Peter Hedman

Personal information
- Full name: Peter Johannes Hedman
- Date of birth: 18 September 1966 (age 58)
- Position(s): forward

Youth career
- –1983: Löftadalens IF

Senior career*
- Years: Team / Apps / (Gls)
- 1984–1985: Åsa IF
- 1986–1987: IFK Göteborg
- 1988–1989: Lillestrøm / 32 / (3)
- 1990–1993: Örgryte IS
- 1994–1995: Lillestrøm / 33 / (9)
- 1996–1997: IK Oddevold
- 1998: GAIS
- 1999: Åsa IF

International career
- 1984: Sweden U17 / 7 / (2)

= Peter Hedman =

Swedish footballer (born 1966)

Peter Johannes Hedman (born 18 September 1966) is a Swedish retired forward and winger.

==Career==
Hedman started his senior career in Åsa IF and moved to IFK Göteborg in 1986. He did not break through in the first team, though he played once in the 1986-87 UEFA Cup which IFK eventually won. He was also capped as a Swedish youth international.

After the 1987 season he moved to Lillestrøm SK in Norway, recommended by the team's new manager Owe Rundberg. In 1989, according to Tidningarnas Telegrambyrå Hedman was one of 22 Swedish footballers who played abroad. Lillestrøm would field Swedish players continuously from 1987 through 2006.

Lillestrøm had acquired three new forwards in 1988, with Stein Amundsen and Jan Åge Fjørtoft competing for one of the forward positions, whereas Hedman was usually preferred alongside one of them due to his pace.

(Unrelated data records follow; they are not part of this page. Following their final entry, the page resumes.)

//! InkEngine geometry: surfaces, paths, Bezier curves, strokes, and point placement.

pub mod command;
pub mod curve;
pub mod path;
pub mod placement;
pub mod stroke;
pub mod surface;
pub mod tessellate;

pub use command::PathCommand;
pub use curve::{CubicBezier, Curve, OffsetDirection, ParametricCurve};
pub use path::Path;
pub use placement::{PointPlacer, PoissonDiskPlacer};
pub use stroke::Stroke;
pub use surface::{Surface, SurfaceChannels, SurfaceSample};

/// Result of a fallible geometry stage.
pub type GeometryResult<T> = std::result::Result<T, ink_core::GeometryError>;
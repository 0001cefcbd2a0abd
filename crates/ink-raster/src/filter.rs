//! Linear filters and intensity adjustments on [`Raster`]s.

use crate::Raster;

/// Gaussian kernels extend this many standard deviations either side.
const TRUNCATE: f64 = 4.0;

/// Mirror an out-of-range index back into `0..len` (`d c b a | a b c d`).
fn reflect(mut i: i64, len: usize) -> usize {
    let n = len as i64;
    if n == 1 {
        return 0;
    }
    loop {
        if i < 0 {
            i = -i - 1;
        } else if i >= n {
            i = 2 * n - i - 1;
        } else {
            return i as usize;
        }
    }
}

fn gaussian_kernel(sigma: f64) -> Vec<f64> {
    let radius = (TRUNCATE * sigma + 0.5) as i64;
    let mut kernel: Vec<f64> = (-radius..=radius)
        .map(|i| (-0.5 * (i * i) as f64 / (sigma * sigma)).exp())
        .collect();
    let sum: f64 = kernel.iter().sum();
    kernel.iter_mut().for_each(|k| *k /= sum);
    kernel
}

/// Separable Gaussian blur with reflected borders.
///
/// A non-positive `sigma` returns an unmodified copy.
pub fn gaussian_filter(raster: &Raster, sigma: f64) -> Raster {
    if sigma <= 0.0 || raster.is_empty() {
        return raster.clone();
    }
    let kernel = gaussian_kernel(sigma);
    let radius = (kernel.len() / 2) as i64;
    let (w, h) = raster.dimensions();

    let horizontal = Raster::from_fn(w, h, |x, y| {
        kernel
            .iter()
            .enumerate()
            .map(|(k, weight)| weight * raster.get(reflect(x as i64 + k as i64 - radius, w), y))
            .sum()
    });

    Raster::from_fn(w, h, |x, y| {
        kernel
            .iter()
            .enumerate()
            .map(|(k, weight)| weight * horizontal.get(x, reflect(y as i64 + k as i64 - radius, h)))
            .sum()
    })
}

/// Sobel derivatives `(d/dx, d/dy)` with zero padding outside the raster.
pub fn sobel(raster: &Raster) -> (Raster, Raster) {
    let (w, h) = raster.dimensions();
    let at = |x: usize, y: usize, dx: i64, dy: i64| raster.get_or_zero(x as i64 + dx, y as i64 + dy);

    let gx = Raster::from_fn(w, h, |x, y| {
        (at(x, y, 1, -1) + 2.0 * at(x, y, 1, 0) + at(x, y, 1, 1))
            - (at(x, y, -1, -1) + 2.0 * at(x, y, -1, 0) + at(x, y, -1, 1))
    });
    let gy = Raster::from_fn(w, h, |x, y| {
        (at(x, y, -1, 1) + 2.0 * at(x, y, 0, 1) + at(x, y, 1, 1))
            - (at(x, y, -1, -1) + 2.0 * at(x, y, 0, -1) + at(x, y, 1, -1))
    });
    (gx, gy)
}

/// Magnitude of the Sobel gradient at every pixel.
pub fn gradient_magnitude(raster: &Raster) -> Raster {
    let (gx, gy) = sobel(raster);
    let (w, h) = raster.dimensions();
    Raster::from_fn(w, h, |x, y| gx.get(x, y).hypot(gy.get(x, y)))
}

/// Power-law transform `gain * v^gamma`, clamping negative samples to zero.
pub fn adjust_gamma(raster: &Raster, gamma: f64, gain: f64) -> Raster {
    raster.map(|v| gain * v.max(0.0).powf(gamma))
}
//! Predicates on straight line segments.

use ink_core::Tolerance;

use crate::{Aabb2, Point2};

/// Perpendicular distance from `p` to the segment `a`-`b`.
///
/// Degenerates to the point distance when `a == b`.
pub fn point_segment_distance(p: Point2, a: Point2, b: Point2) -> f64 {
    let ab = b - a;
    let len_sq = ab.length_squared();
    if Tolerance::default().is_zero(len_sq) {
        return p.distance(a);
    }
    let t = ((p - a).dot(ab) / len_sq).clamp(0.0, 1.0);
    p.distance(a + ab * t)
}

/// Perpendicular distance from `p` to the infinite line through `a` and `b`.
pub fn point_line_distance(p: Point2, a: Point2, b: Point2) -> f64 {
    let ab = b - a;
    let len = ab.length();
    if Tolerance::default().is_zero(len) {
        return p.distance(a);
    }
    ab.perp_dot(p - a).abs() / len
}

fn orientation(a: Point2, b: Point2, c: Point2) -> f64 {
    (b - a).perp_dot(c - a)
}

fn on_segment(a: Point2, b: Point2, p: Point2) -> bool {
    p.x >= a.x.min(b.x) && p.x <= a.x.max(b.x) && p.y >= a.y.min(b.y) && p.y <= a.y.max(b.y)
}

/// Whether segments `p1`-`p2` and `q1`-`q2` touch or cross.
pub fn segments_intersect(p1: Point2, p2: Point2, q1: Point2, q2: Point2) -> bool {
    let tol = Tolerance::default();
    let d1 = orientation(q1, q2, p1);
    let d2 = orientation(q1, q2, p2);
    let d3 = orientation(p1, p2, q1);
    let d4 = orientation(p1, p2, q2);

    if ((d1 > 0.0 && d2 < 0.0) || (d1 < 0.0 && d2 > 0.0))
        && ((d3 > 0.0 && d4 < 0.0) || (d3 < 0.0 && d4 > 0.0))
    {
        return true;
    }

    (tol.is_zero(d1) && on_segment(q1, q2, p1))
        || (tol.is_zero(d2) && on_segment(q1, q2, p2))
        || (tol.is_zero(d3) && on_segment(p1, p2, q1))
        || (tol.is_zero(d4) && on_segment(p1, p2, q2))
}

/// Whether two polylines share at least one point.
///
/// `closed_a`/`closed_b` add the implicit closing segment of each polyline.
pub fn polylines_intersect(a: &[Point2], closed_a: bool, b: &[Point2], closed_b: bool) -> bool {
    let (Some(box_a), Some(box_b)) = (Aabb2::from_points(a), Aabb2::from_points(b)) else {
        return false;
    };
    if !box_a.intersects(&box_b) {
        return false;
    }

    let segs_a: Vec<(Point2, Point2)> = segments(a, closed_a).collect();
    segments(b, closed_b).any(|(q1, q2)| {
        let seg_box = Aabb2::from_points(&[q1, q2]);
        seg_box.is_some_and(|sb| sb.intersects(&box_a))
            && segs_a.iter().any(|&(p1, p2)| segments_intersect(p1, p2, q1, q2))
    })
}

fn segments(points: &[Point2], closed: bool) -> impl Iterator<Item = (Point2, Point2)> + '_ {
    let closing = if closed && points.len() > 2 {
        Some((points[points.len() - 1], points[0]))
    } else {
        None
    };
    points.windows(2).map(|w| (w[0], w[1])).chain(closing)
}

#[cfg(test)]
mod tests {
    use super::*;
    use approx::assert_relative_eq;
    use glam::dvec2;

    #[test]
    fn test_point_segment_distance() {
        let a = dvec2(0.0, 0.0);
        let b = dvec2(10.0, 0.0);
        assert_relative_eq!(point_segment_distance(dvec2(5.0, 3.0), a, b), 3.0);
        assert_relative_eq!(point_segment_distance(dvec2(-3.0, 4.0), a, b), 5.0);
        assert_relative_eq!(point_segment_distance(dvec2(1.0, 1.0), a, a), 2.0_f64.sqrt());
    }

    #[test]
    fn test_point_line_distance_is_unclamped() {
        let d = point_line_distance(dvec2(-3.0, 4.0), dvec2(0.0, 0.0), dvec2(10.0, 0.0));
        assert_relative_eq!(d, 4.0);
    }

    #[test]
    fn test_segments_cross() {
        assert!(segments_intersect(
            dvec2(0.0, 0.0),
            dvec2(2.0, 2.0),
            dvec2(0.0, 2.0),
            dvec2(2.0, 0.0)
        ));
        assert!(!segments_intersect(
            dvec2(0.0, 0.0),
            dvec2(1.0, 0.0),
            dvec2(0.0, 1.0),
            dvec2(1.0, 1.0)
        ));
    }

    #[test]
    fn test_segments_touch_at_endpoint() {
        assert!(segments_intersect(
            dvec2(0.0, 0.0),
            dvec2(1.0, 0.0),
            dvec2(1.0, 0.0),
            dvec2(1.0, 5.0)
        ));
    }

    #[test]
    fn test_polylines_intersect() {
        let square = vec![dvec2(0.0, 0.0), dvec2(4.0, 0.0), dvec2(4.0, 4.0), dvec2(0.0, 4.0)];
        let crossing = vec![dvec2(2.0, 2.0), dvec2(6.0, 2.0)];
        let inside = vec![dvec2(1.0, 1.0), dvec2(2.0, 2.0)];
        let left_of_gap = vec![dvec2(-1.0, 2.0), dvec2(0.5, 2.0)];
        assert!(polylines_intersect(&square, true, &crossing, false));
        assert!(!polylines_intersect(&square, true, &inside, false));
        // The closing edge x = 0 is only present when the square is closed.
        assert!(polylines_intersect(&square, true, &left_of_gap, false));
        assert!(!polylines_intersect(&square, false, &left_of_gap, false));
    }
}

After Lillestrøm beat Strømmen in the season opener on May Day, Hedman was immediately noticed as one of the fastest players in the league. Wrote Ola Bernhus for Dagbladet; "A gasp arose from the 8,000 spectators as Peter Hedman commenced his first sprint, it was as if the Strømmen players ran in reverse". Lillestrøm's director of sports claimed that Hedman and his compatriot Dennis Schiller were "the best purchases of all time" in Lillestrøm. VG also praised Hedman's qualities and named him man of the match against Sogndal.

Lillestrøm went on to become league champions in 1989, but Hedman only played half of the games in 1989. He picked up a knee injury against Vålerengen in July. After the 1989 season, Hedman went back to Göteborg and Örgryte IS to heal.

As Hedman was bought back from Örgryte IS to Lillestrøm in 1994, VG touted him as one of the best picks in the new fantasy football game Drømmeligaen. VG anticipated that Hedman would be a threat as a forward or winger. After a goalless start to the 1994 Eliteserien, where Hedman played winger, he was placed as a striker against Sogndal in the 16th of May game. Hedman scored double as well as delivering one assist.

As Lillestrøm entered the 1994–95 UEFA Cup, they faced Shakhtar Donetsk in the preliminary round. Already after 1 minute and 15 seconds, Hedman scored the first goal in what would be a 4-1 routing at home. When Lillestrøm were eliminated by Girondins de Bordeaux in the next round, Hedman missed two major goalscoring opportunities.

The 1994 season saw Lillestrøm become runners-up in the league, with Hedman adding a silver medal to his previous silver and gold from the 1980s. Entering the 1995–96 UEFA Cup, Lillestrøm were knocked out by Brøndby in the first round. After the 1995 season, Hedman's contract was not renewed. Odds BK expressed their interest in the player. Eventually, Hedman went back to Västra Götaland and newly promoted Allsvenskan club IK Oddevold. As the transfer was somewhat stalled, the Bosman rule was established in December 1995, which granted Hedman a free transfer. Lillestrøm claimed that "Hedman signed for Oddevold before the Bosman conviction fell", and thus wanted money.

Oddevold contested the 1996 Allsvenskan and the 1997 Division 1, ending last in both leagues. As Peter Hedman scored against Stenungsund on 28 September 1997, it would be Oddevold's last goal on the second Swedish tier until the club finally returned in 2024. Upon joining GAIS in 1998, Hedman became the third player to feature for Gothenburg rivals IFK, Örgryte and GAIS. The other two were Gunnar Gren and Bengt Andersson. Hedman left GAIS for Åsa IF in 1999 before retiring.

==Personal life==
Hedman met his future wife when he played for Örgryte and she worked in the club office. They had a daughter in 1994. He settled in Förlanda near Fjärås and worked in insurance while his wife ran a stable of horses.

Hedman coached his son's successive children's teams in Löftadalens IF, then Frillesås and Åsa IF. In 2015 and 2016, Hedman coached and led the senior team of Åsa IF to promotions in the lower leagues.